(Collected data)

//! Order Aggregate
//!
//! An order is the pre-acceptance phase of a purchase. Accepting it consumes the
//! order and yields a [`Shipment`]; from then on the shipment carries the state.

use chrono::{DateTime, Utc};
use serde::{Deserialize, Serialize};
use uuid::Uuid;
use crate::domain::aggregates::shipment::{Shipment, ShipmentStatus};
use crate::domain::aggregates::user::User;
use crate::domain::value_objects::{Money, OrderNumber};
use crate::EcommerceError;

#[derive(Clone, Debug, PartialEq, Eq, Serialize, Deserialize)]
pub struct LineItem {
    pub product_id: Uuid,
    pub quantity: u32,
    pub price: Money,
    pub name: String,
    pub image: String,
    pub variant: Option<String>,
}

impl LineItem {
    pub fn line_total(&self) -> Money { self.price.multiply(self.quantity) }
}

#[derive(Clone, Debug, Default, PartialEq, Eq, Serialize, Deserialize)]
pub struct ShippingAddress {
    pub full_name: String,
    pub email: String,
    pub address: String,
    pub city: String,
    pub postal_code: String,
    pub phone: String,
}

impl ShippingAddress {
    /// Names of required fields that are blank.
    pub fn missing_fields(&self) -> Vec<&'static str> {
        [
            ("full_name", &self.full_name), ("email", &self.email), ("address", &self.address),
            ("city", &self.city), ("postal_code", &self.postal_code), ("phone", &self.phone),
        ]
        .into_iter()
        .filter(|(_, value)| value.trim().is_empty())
        .map(|(name, _)| name)
        .collect()
    }

    pub fn is_complete(&self) -> bool { self.missing_fields().is_empty() }
}

#[derive(Clone, Copy, Debug, PartialEq, Eq, Serialize, Deserialize)]
#[serde(rename_all = "snake_case")]
pub enum PaymentMethod { CashOnDelivery, Card, BankTransfer }

impl PaymentMethod {
    pub fn parse(value: &str) -> Option<Self> {
        match value.trim() {
            "cash_on_delivery" => Some(Self::CashOnDelivery),
            "card" => Some(Self::Card),
            "bank_transfer" => Some(Self::BankTransfer),
            _ => None,
        }
    }

    pub fn as_str(&self) -> &'static str {
        match self { Self::CashOnDelivery => "cash_on_delivery", Self::Card => "card", Self::BankTransfer => "bank_transfer" }
    }

    /// Card checkout is switched off until a gateway is wired in.
    pub fn is_enabled(&self) -> bool { !matches!(self, Self::Card) }
}

#[derive(Clone, Copy, Debug, Default, PartialEq, Eq, Serialize, Deserialize)]
#[serde(rename_all = "snake_case")]
pub enum PaymentStatus { #[default] Pending, Completed, Failed }

impl PaymentStatus {
    pub fn parse(value: &str) -> Option<Self> {
        match value.trim() { "pending" => Some(Self::Pending), "completed" => Some(Self::Completed), "failed" => Some(Self::Failed), _ => None }
    }

    pub fn as_str(&self) -> &'static str {
        match self { Self::Pending => "pending", Self::Completed => "completed", Self::Failed => "failed" }
    }
}

/// Status of an order that has not been accepted yet.
///
/// Pipeline: `pending -> approved -> accepted (moved to a shipment)`; `declined` and
/// `denied` reject the order for good.
#[derive(Clone, Copy, Debug, Default, PartialEq, Eq, Serialize, Deserialize)]
#[serde(rename_all = "snake_case")]
pub enum OrderStatus { #[default] Pending, Approved, Declined, Denied }

impl OrderStatus {
    pub fn parse(value: &str) -> Option<Self> {
        match value.trim() {
            "pending" => Some(Self::Pending), "approved" => Some(Self::Approved),
            "declined" => Some(Self::Declined), "denied" => Some(Self::Denied),
            _ => None,
        }
    }

    pub fn as_str(&self) -> &'static str {
        match self { Self::Pending => "pending", Self::Approved => "approved", Self::Declined => "declined", Self::Denied => "denied" }
    }

    pub fn is_terminal(&self) -> bool { matches!(self, Self::Declined | Self::Denied) }
}

/// A status an admin may ask for, before it is known which record it lands on.
#[derive(Clone, Copy, Debug, PartialEq, Eq)]
pub enum StatusRequest { Pending, Accepted, Declined, Approved, Denied, Shipped, Delivered }

/// Where a [`StatusRequest`] takes effect.
#[derive(Clone, Copy, Debug, PartialEq, Eq)]
pub enum StatusTarget { Order(OrderStatus), Accept, Shipment(ShipmentStatus) }

impl StatusRequest {
    pub fn parse(value: &str) -> Option<Self> {
        match value.trim() {
            "pending" => Some(Self::Pending), "accepted" => Some(Self::Accepted), "declined" => Some(Self::Declined),
            "approved" => Some(Self::Approved), "denied" => Some(Self::Denied), "shipped" => Some(Self::Shipped),
            "delivered" => Some(Self::Delivered),
            _ => None,
        }
    }

    pub fn target(&self) -> StatusTarget {
        match self {
            Self::Pending => StatusTarget::Order(OrderStatus::Pending),
            Self::Approved => StatusTarget::Order(OrderStatus::Approved),
            Self::Declined => StatusTarget::Order(OrderStatus::Declined),
            Self::Denied => StatusTarget::Order(OrderStatus::Denied),
            Self::Accepted => StatusTarget::Accept,
            Self::Shipped => StatusTarget::Shipment(ShipmentStatus::Shipped),
            Self::Delivered => StatusTarget::Shipment(ShipmentStatus::Delivered),
        }
    }
}

#[derive(Clone, Debug, Serialize, Deserialize)]
pub struct Order {
    pub id: Uuid,
    pub order_number: OrderNumber,
    pub user_id: Uuid,
    pub items: Vec<LineItem>,
    pub shipping_address: ShippingAddress,
    pub payment_method: PaymentMethod,
    pub payment_status: PaymentStatus,
    pub bank_transfer_proof: Option<String>,
    pub status: OrderStatus,
    pub total_price: Money,
    pub created_at: DateTime<Utc>,
    pub updated_at: DateTime<Utc>,
}

impl Order {
    /// Builds a pending order. The total is the sum of the snapshotted line totals.
    pub fn place(
        order_number: OrderNumber,
        user_id: Uuid,
        items: Vec<LineItem>,
        shipping_address: ShippingAddress,
        payment_method: PaymentMethod,
        bank_transfer_proof: Option<String>,
    ) -> Result<Self, OrderError> {
        let first = items.first().ok_or(OrderError::NoItems)?;
        let total_price = items.iter().try_fold(Money::zero(first.price.currency()), |acc, i| acc.add(&i.line_total()))
            .map_err(|_| OrderError::CurrencyMismatch)?;
        let bank_transfer_proof = bank_transfer_proof
            .filter(|proof| payment_method == PaymentMethod::BankTransfer && !proof.trim().is_empty());
        let now = Utc::now();
        Ok(Self {
            id: Uuid::now_v7(), order_number, user_id, items, shipping_address, payment_method,
            payment_status: PaymentStatus::Pending, bank_transfer_proof, status: OrderStatus::Pending,
            total_price, created_at: now, updated_at: now,
        })
    }

    pub fn set_status(&mut self, status: OrderStatus) -> Result<(), OrderError> {
        if self.status == status { return Err(OrderError::NoChange(status.as_str().to_string())); }
        if self.status.is_terminal() {
            return Err(OrderError::InvalidTransition { from: self.status.as_str().to_string(), to: status.as_str().to_string() });
        }
        self.status = status;
        self.touch();
        Ok(())
    }

    pub fn set_payment_status(&mut self, status: PaymentStatus) {
        self.payment_status = status;
        self.touch();
    }

    /// Consumes the order into a shipment in the `accepted` state.
    pub fn accept(self, buyer: Option<&User>) -> Result<Shipment, OrderError> {
        if self.status.is_terminal() {
            return Err(OrderError::InvalidTransition { from: self.status.as_str().to_string(), to: "accepted".to_string() });
        }
        let buyer = buyer.filter(|u| u.id == self.user_id).ok_or(OrderError::Incomplete)?;
        if self.items.is_empty() || !self.shipping_address.is_complete() { return Err(OrderError::Incomplete); }
        Ok(Shipment::from_order(self, buyer))
    }

    fn touch(&mut self) { self.updated_at = Utc::now(); }
}

#[derive(Debug, Clone, PartialEq, Eq)]
pub enum OrderError { NoItems, CurrencyMismatch, NoChange(String), InvalidTransition { from: String, to: String }, Incomplete }
impl std::error::Error for OrderError {}
impl std::fmt::Display for OrderError {
    fn fmt(&self, f: &mut std::fmt::Formatter<'_>) -> std::fmt::Result {
        match self {
            Self::NoItems => write!(f, "No items"),
            Self::CurrencyMismatch => write!(f, "Order lines are priced in different currencies"),
            Self::NoChange(status) => write!(f, "Already {status}"),
            Self::InvalidTransition { from, to } => write!(f, "Cannot move from {from} to {to}"),
            Self::Incomplete => write!(f, "Incomplete order data"),
        }
    }
}

impl From<OrderError> for EcommerceError {
    fn from(e: OrderError) -> Self {
        match e {
            OrderError::NoItems => EcommerceError::EmptyOrder,
            OrderError::CurrencyMismatch => EcommerceError::Validation(e.to_string()),
            OrderError::NoChange(status) => EcommerceError::NoStatusChange(status),
            OrderError::InvalidTransition { from, to } => EcommerceError::InvalidTransition { from, to },
            OrderError::Incomplete => EcommerceError::IncompleteOrderData,
        }
    }
}

#[cfg(test)]
pub(crate) mod tests {
    use super::*;
    use rust_decimal::Decimal;
    use rust_decimal_macros::dec;

    pub(crate) fn address() -> ShippingAddress {
        ShippingAddress {
            full_name: "Kamal Perera".into(), email: "kamal@example.com".into(), address: "12 Galle Rd".into(),
            city: "Colombo".into(), postal_code: "00300".into(), phone: "0771234567".into(),
        }
    }

    pub(crate) fn line(name: &str, quantity: u32, price: Decimal) -> LineItem {
        LineItem {
            product_id: Uuid::new_v4(), quantity, price: Money::new(price, "LKR"), name: name.into(),
            image: format!("https://img.example/{name}.jpg"), variant: None,
        }
    }

    fn number() -> OrderNumber { OrderNumber::from_suffix(4321).unwrap() }

    #[test]
    fn test_total_is_sum_of_lines() {
        let order = Order::place(number(), Uuid::new_v4(), vec![line("A", 3, dec!(100)), line("B", 1, dec!(250))], address(), PaymentMethod::CashOnDelivery, None).unwrap();
        assert_eq!(order.total_price.amount(), dec!(550));
        assert_eq!(order.status, OrderStatus::Pending);
        assert_eq!(order.payment_status, PaymentStatus::Pending);
    }

    #[test]
    fn test_place_rejects_empty_and_mixed_currency() {
        assert_eq!(Order::place(number(), Uuid::new_v4(), vec![], address(), PaymentMethod::CashOnDelivery, None).unwrap_err(), OrderError::NoItems);
        let mut usd = line("B", 1, dec!(5));
        usd.price = Money::new(dec!(5), "USD");
        let err = Order::place(number(), Uuid::new_v4(), vec![line("A", 1, dec!(1)), usd], address(), PaymentMethod::CashOnDelivery, None).unwrap_err();
        assert_eq!(err, OrderError::CurrencyMismatch);
    }

    #[test]
    fn test_bank_proof_only_for_bank_transfer() {
        let proof = Some("https://img.example/slip.jpg".to_string());
        let cod = Order::place(number(), Uuid::new_v4(), vec![line("A", 1, dec!(1))], address(), PaymentMethod::CashOnDelivery, proof.clone()).unwrap();
        assert_eq!(cod.bank_transfer_proof, None);
        let bank = Order::place(number(), Uuid::new_v4(), vec![line("A", 1, dec!(1))], address(), PaymentMethod::BankTransfer, proof.clone()).unwrap();
        assert_eq!(bank.bank_transfer_proof, proof);
        let blank = Order::place(number(), Uuid::new_v4(), vec![line("A", 1, dec!(1))], address(), PaymentMethod::BankTransfer, Some("  ".into())).unwrap();
        assert_eq!(blank.bank_transfer_proof, None);
    }

    #[test]
    fn test_status_rules() {
        let mut order = Order::place(number(), Uuid::new_v4(), vec![line("A", 1, dec!(1))], address(), PaymentMethod::CashOnDelivery, None).unwrap();
        assert_eq!(order.set_status(OrderStatus::Pending), Err(OrderError::NoChange("pending".into())));
        order.set_status(OrderStatus::Approved).unwrap();
        order.set_status(OrderStatus::Denied).unwrap();
        assert!(matches!(order.set_status(OrderStatus::Pending), Err(OrderError::InvalidTransition { .. })));
    }

    #[test]
    fn test_missing_address_fields() {
        let mut a = address();
        a.city = " ".into();
        a.phone.clear();
        assert_eq!(a.missing_fields(), vec!["city", "phone"]);
    }

    #[test]
    fn test_status_request_targets() {
        assert_eq!(StatusRequest::parse("accepted").map(|s| s.target()), Some(StatusTarget::Accept));
        assert_eq!(StatusRequest::parse("shipped").map(|s| s.target()), Some(StatusTarget::Shipment(ShipmentStatus::Shipped)));
        assert_eq!(StatusRequest::parse("approved").map(|s| s.target()), Some(StatusTarget::Order(OrderStatus::Approved)));
        assert_eq!(StatusRequest::parse("cancelled"), None);
    }
}
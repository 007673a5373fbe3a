//! Creates the first admin account when none exists.

use anyhow::Result;
use opensase_storefront::bootstrap::{ensure_admin, AdminSeed, BootstrapOutcome};
use opensase_storefront::{repository, Config};
use tracing_subscriber::{layer::SubscriberExt, util::SubscriberInitExt};

#[tokio::main]
async fn main() -> Result<()> {
    tracing_subscriber::registry()
        .with(tracing_subscriber::EnvFilter::try_from_default_env().unwrap_or_else(|_| "info".into()))
        .with(tracing_subscriber::fmt::layer())
        .init();

    let config = Config::from_env()?;
    let Some(url) = config.database_url.as_deref() else {
        anyhow::bail!("DATABASE_URL must be set; an in-memory admin would vanish on exit");
    };
    let seed = AdminSeed::from_env()?;
    let store = repository::open(Some(url)).await?;
    match ensure_admin(store.as_ref(), &seed).await? {
        BootstrapOutcome::Created(admin) => println!("created admin {}", admin.email),
        BootstrapOutcome::AlreadyPresent => println!("admin already present"),
    }
    Ok(())
}
//! Domain events
use crate::domain::value_objects::{Money, OrderNumber};
use chrono::{DateTime, Utc};
use uuid::Uuid;

#[derive(Clone, Debug)]
pub enum DomainEvent {
    Product(ProductEvent),
    Order(OrderEvent),
}

#[derive(Clone, Debug)]
pub enum ProductEvent {
    StockLow { product_id: Uuid, name: String, remaining: u32 },
    /// Image URLs no longer referenced by any product; the host copy can go.
    ImagesDiscarded { product_id: Uuid, urls: Vec<String> },
}

#[derive(Clone, Debug)]
pub enum OrderEvent {
    Placed { order_id: Uuid, order_number: OrderNumber, buyer_email: String, total: Money, placed_at: DateTime<Utc> },
    StatusChanged { order_id: Uuid, from: String, to: String },
    Accepted { order_id: Uuid, shipment_id: Uuid, order_number: OrderNumber },
    ShipmentAdvanced { shipment_id: Uuid, order_number: OrderNumber, status: String },
    Deleted { order_id: Uuid },
}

*EXERCISE*
Of the entries listed above, reproduce only the lines starting at the line containing "PaymentMethod::BankTransfer && !proof.trim().is_empty());" and ending at the line containing "pub fn set_status(&mut". Include both, exactly as they stand.

*SOLUTION TO THE PROBLEM*
            .filter(|proof| payment_method == PaymentMethod::BankTransfer && !proof.trim().is_empty());
        let now = Utc::now();
        Ok(Self {
            id: Uuid::now_v7(), order_number, user_id, items, shipping_address, payment_method,
            payment_status: PaymentStatus::Pending, bank_transfer_proof, status: OrderStatus::Pending,
            total_price, created_at: now, updated_at: now,
        })
    }

    pub fn set_status(&mut self, status: OrderStatus) -> Result<(), OrderError> {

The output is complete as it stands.